Em mais um gesto trágico e romântico que embeleza toda a história, foi para o evitar que a imperatriz Carlota partiu para a Europa, apelando às cabeças coroadas do velho continente – nomeadamente a Napoleão III – que sustentassem o trono do marido. Ao fazê-lo, a imperatriz começou a manifestar sintomas de paranóia, nomeadamente numa audiência em Roma com o papa Pio IX. Sem solução política à vista, e apesar de inúmeros adiamentos e pretextos (como os que agora George W. Bush anda a fazer), em Maio de 1866 Napoleão III anunciou uma retirada faseada do corpo expedicionário francês a ter lugar em três fases: Outubro desse ano, Março e Outubro de 1867. Como é normal e compreensível, esses anúncios afectam significativamente a disposição das tropas combatentes no terreno e foi isso mesmo o que aconteceu no México.

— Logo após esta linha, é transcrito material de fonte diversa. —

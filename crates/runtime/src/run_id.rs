use std::fmt;
use std::fs;
use std::io;
use std::path::{Path, PathBuf};

#[derive(Debug)]
pub enum RunIdError {
    Io(io::Error),
    Corrupt(String),
    Overflow,
}

impl fmt::Display for RunIdError {
    fn fmt(&self, f: &mut fmt::Formatter<'_>) -> fmt::Result {
        match self {
            Self::Io(err) => write!(f, "run id file error: {err}"),
            Self::Corrupt(content) => write!(f, "run id file holds `{content}`, not a number"),
            Self::Overflow => write!(f, "run id counter overflowed"),
        }
    }
}

impl std::error::Error for RunIdError {}

impl From<io::Error> for RunIdError {
    fn from(err: io::Error) -> Self {
        Self::Io(err)
    }
}

#[derive(Debug, Clone, Copy, PartialEq, Eq)]
pub struct BenchmarkRun {
    pub id: u64,
    pub previous: Option<u64>,
}

/// Persistent benchmark run counter. Every run gets the stored value plus one
/// so ticket ids of different runs never share a prefix.
#[derive(Debug, Clone)]
pub struct RunIdStore {
    path: PathBuf,
}

impl RunIdStore {
    pub fn new(path: impl Into<PathBuf>) -> Self {
        Self { path: path.into() }
    }

    pub fn path(&self) -> &Path {
        &self.path
    }

    pub fn last_run(&self) -> Result<Option<u64>, RunIdError> {
        if !self.path.exists() {
            return Ok(None);
        }
        let content = fs::read_to_string(&self.path)?;
        let trimmed = content.trim();
        trimmed
            .parse::<u64>()
            .map(Some)
            .map_err(|_| RunIdError::Corrupt(trimmed.to_string()))
    }

    pub fn next_run(&self) -> Result<BenchmarkRun, RunIdError> {
        let previous = self.last_run()?;
        let id = match previous {
            Some(last) => last.checked_add(1).ok_or(RunIdError::Overflow)?,
            None => 1,
        };

        if let Some(parent) = self
            .path
            .parent()
            .filter(|parent| !parent.as_os_str().is_empty())
        {
            fs::create_dir_all(parent)?;
        }
        fs::write(&self.path, id.to_string())?;
        Ok(BenchmarkRun { id, previous })
    }
}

Napoleão III nem chegou a cumprir o calendário que anunciara e, moralmente destroçados e diante de soldados devidamente abastecidos pelos norte-americanos em armamento, os símbolos de autoridade do Império do México (cuja bandeira se vê acima) desagregaram-se a um ritmo progressivamente mais acelerado. Ao contrário dos conselhos realistas de Napoleão III, Maximiliano, de uma consciência romântica dos seus deveres até ao fim, ficou no México e foi cercado em Querétaro (Fevereiro), capturado (Maio), julgado, condenado à morte e executado (19 de Junho de 1867), com as suas últimas palavras a destinarem-se a sua mulher Carlota. Tradicionalmente, as últimas linhas de toda esta grande história romântica e, ao mesmo tempo, trágica ficam sempre guardadas para o destino da ex-imperatriz Carlota, que sobreviveu 60 anos ao marido sem jamais recuperar a razão...

2 comentários:

  1. O Napoleão III parece que tinha mais "olhos do que barriga", é que também não se deu muito bem contra os alemães (ou só os prussianos).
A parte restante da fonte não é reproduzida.